Exercise: How many lines in the data hold the string "ColorTargetState"? State the number alone.

== Material supplied ==

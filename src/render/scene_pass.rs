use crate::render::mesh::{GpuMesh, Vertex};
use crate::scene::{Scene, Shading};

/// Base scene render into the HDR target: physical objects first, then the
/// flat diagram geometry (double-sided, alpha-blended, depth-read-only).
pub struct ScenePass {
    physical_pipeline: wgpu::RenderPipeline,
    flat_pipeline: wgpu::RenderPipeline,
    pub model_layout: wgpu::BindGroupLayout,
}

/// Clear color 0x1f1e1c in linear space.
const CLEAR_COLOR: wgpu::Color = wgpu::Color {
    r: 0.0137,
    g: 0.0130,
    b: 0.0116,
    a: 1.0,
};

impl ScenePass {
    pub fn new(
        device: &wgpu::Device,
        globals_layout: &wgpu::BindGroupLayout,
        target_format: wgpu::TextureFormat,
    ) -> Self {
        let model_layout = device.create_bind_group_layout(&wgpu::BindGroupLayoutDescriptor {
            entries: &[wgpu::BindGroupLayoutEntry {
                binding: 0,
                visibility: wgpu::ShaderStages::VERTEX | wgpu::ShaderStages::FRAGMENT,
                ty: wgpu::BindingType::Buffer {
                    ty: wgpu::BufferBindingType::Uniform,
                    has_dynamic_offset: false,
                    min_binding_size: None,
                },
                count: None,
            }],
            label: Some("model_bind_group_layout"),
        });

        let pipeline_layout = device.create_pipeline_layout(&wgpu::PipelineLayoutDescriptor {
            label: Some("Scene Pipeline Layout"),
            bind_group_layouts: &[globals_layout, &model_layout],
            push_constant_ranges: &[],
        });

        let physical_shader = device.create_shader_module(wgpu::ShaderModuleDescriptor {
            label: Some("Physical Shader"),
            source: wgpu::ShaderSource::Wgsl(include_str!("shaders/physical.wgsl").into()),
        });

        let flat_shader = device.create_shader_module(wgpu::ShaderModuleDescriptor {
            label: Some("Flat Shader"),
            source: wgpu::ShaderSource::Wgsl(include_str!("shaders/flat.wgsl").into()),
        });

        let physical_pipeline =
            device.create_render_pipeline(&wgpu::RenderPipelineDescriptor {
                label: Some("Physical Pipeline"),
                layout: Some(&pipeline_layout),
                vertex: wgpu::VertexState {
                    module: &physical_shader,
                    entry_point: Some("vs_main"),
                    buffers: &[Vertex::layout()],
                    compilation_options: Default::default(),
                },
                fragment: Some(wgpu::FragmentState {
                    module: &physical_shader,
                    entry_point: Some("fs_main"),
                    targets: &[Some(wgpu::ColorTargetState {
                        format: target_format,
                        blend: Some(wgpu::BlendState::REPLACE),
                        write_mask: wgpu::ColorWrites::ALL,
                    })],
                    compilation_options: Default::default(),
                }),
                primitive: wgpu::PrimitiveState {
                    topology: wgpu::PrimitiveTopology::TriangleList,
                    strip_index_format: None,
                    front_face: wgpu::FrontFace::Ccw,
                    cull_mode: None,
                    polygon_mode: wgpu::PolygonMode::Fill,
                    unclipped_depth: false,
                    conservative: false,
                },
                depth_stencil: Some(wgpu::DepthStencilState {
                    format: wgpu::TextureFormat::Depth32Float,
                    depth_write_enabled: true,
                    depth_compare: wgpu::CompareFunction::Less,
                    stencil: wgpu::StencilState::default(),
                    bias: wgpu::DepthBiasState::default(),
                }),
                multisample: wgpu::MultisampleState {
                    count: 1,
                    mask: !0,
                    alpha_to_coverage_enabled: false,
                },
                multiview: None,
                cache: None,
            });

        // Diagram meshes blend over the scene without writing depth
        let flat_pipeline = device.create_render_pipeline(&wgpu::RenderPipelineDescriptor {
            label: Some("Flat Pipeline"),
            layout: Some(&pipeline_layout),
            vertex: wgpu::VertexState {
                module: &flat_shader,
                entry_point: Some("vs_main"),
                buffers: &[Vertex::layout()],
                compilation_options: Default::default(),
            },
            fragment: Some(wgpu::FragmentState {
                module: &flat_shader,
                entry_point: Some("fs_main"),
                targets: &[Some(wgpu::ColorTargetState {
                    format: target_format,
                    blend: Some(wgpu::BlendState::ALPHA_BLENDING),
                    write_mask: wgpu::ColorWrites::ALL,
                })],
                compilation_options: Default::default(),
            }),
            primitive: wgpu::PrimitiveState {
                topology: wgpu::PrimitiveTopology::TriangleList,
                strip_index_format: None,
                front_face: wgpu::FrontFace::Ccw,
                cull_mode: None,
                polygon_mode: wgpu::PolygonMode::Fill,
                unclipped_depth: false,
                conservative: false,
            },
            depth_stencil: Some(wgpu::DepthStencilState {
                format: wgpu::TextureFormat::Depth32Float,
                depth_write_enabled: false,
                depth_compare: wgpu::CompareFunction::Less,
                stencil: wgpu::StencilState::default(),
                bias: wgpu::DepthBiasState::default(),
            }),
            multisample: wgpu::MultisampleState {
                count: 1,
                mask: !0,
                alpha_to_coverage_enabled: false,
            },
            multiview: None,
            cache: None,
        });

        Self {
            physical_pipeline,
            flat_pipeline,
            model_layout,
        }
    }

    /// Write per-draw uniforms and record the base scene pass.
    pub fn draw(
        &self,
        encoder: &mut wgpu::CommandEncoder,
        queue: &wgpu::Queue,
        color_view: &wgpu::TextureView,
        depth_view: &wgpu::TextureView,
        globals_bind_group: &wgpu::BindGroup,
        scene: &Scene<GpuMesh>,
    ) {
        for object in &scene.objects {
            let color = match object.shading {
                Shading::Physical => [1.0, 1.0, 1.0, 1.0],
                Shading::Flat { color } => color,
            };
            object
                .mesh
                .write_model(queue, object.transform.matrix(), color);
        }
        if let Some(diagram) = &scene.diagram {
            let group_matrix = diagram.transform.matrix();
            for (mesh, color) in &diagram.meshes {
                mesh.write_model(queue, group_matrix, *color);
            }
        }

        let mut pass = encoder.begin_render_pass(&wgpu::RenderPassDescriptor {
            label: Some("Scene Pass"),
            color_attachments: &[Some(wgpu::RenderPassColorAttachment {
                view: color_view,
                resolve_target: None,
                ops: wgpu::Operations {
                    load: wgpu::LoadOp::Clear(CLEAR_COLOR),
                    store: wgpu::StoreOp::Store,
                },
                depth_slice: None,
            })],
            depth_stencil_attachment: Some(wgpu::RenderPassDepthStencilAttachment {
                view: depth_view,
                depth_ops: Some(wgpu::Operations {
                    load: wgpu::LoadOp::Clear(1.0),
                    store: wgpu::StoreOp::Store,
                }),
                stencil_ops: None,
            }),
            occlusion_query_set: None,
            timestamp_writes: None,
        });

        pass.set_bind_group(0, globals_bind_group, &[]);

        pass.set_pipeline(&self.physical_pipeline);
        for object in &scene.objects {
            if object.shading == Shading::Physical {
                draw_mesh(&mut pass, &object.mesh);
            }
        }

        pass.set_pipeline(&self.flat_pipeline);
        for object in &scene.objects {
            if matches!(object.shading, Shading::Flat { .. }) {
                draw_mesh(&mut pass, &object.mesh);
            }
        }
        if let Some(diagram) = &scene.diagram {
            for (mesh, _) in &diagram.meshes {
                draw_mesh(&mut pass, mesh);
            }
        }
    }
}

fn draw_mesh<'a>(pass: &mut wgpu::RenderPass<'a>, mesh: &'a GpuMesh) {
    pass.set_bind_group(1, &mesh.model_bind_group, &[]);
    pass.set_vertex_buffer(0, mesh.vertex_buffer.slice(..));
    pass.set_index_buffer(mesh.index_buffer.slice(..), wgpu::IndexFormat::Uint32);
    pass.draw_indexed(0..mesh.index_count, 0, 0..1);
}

===

Solved problem: 2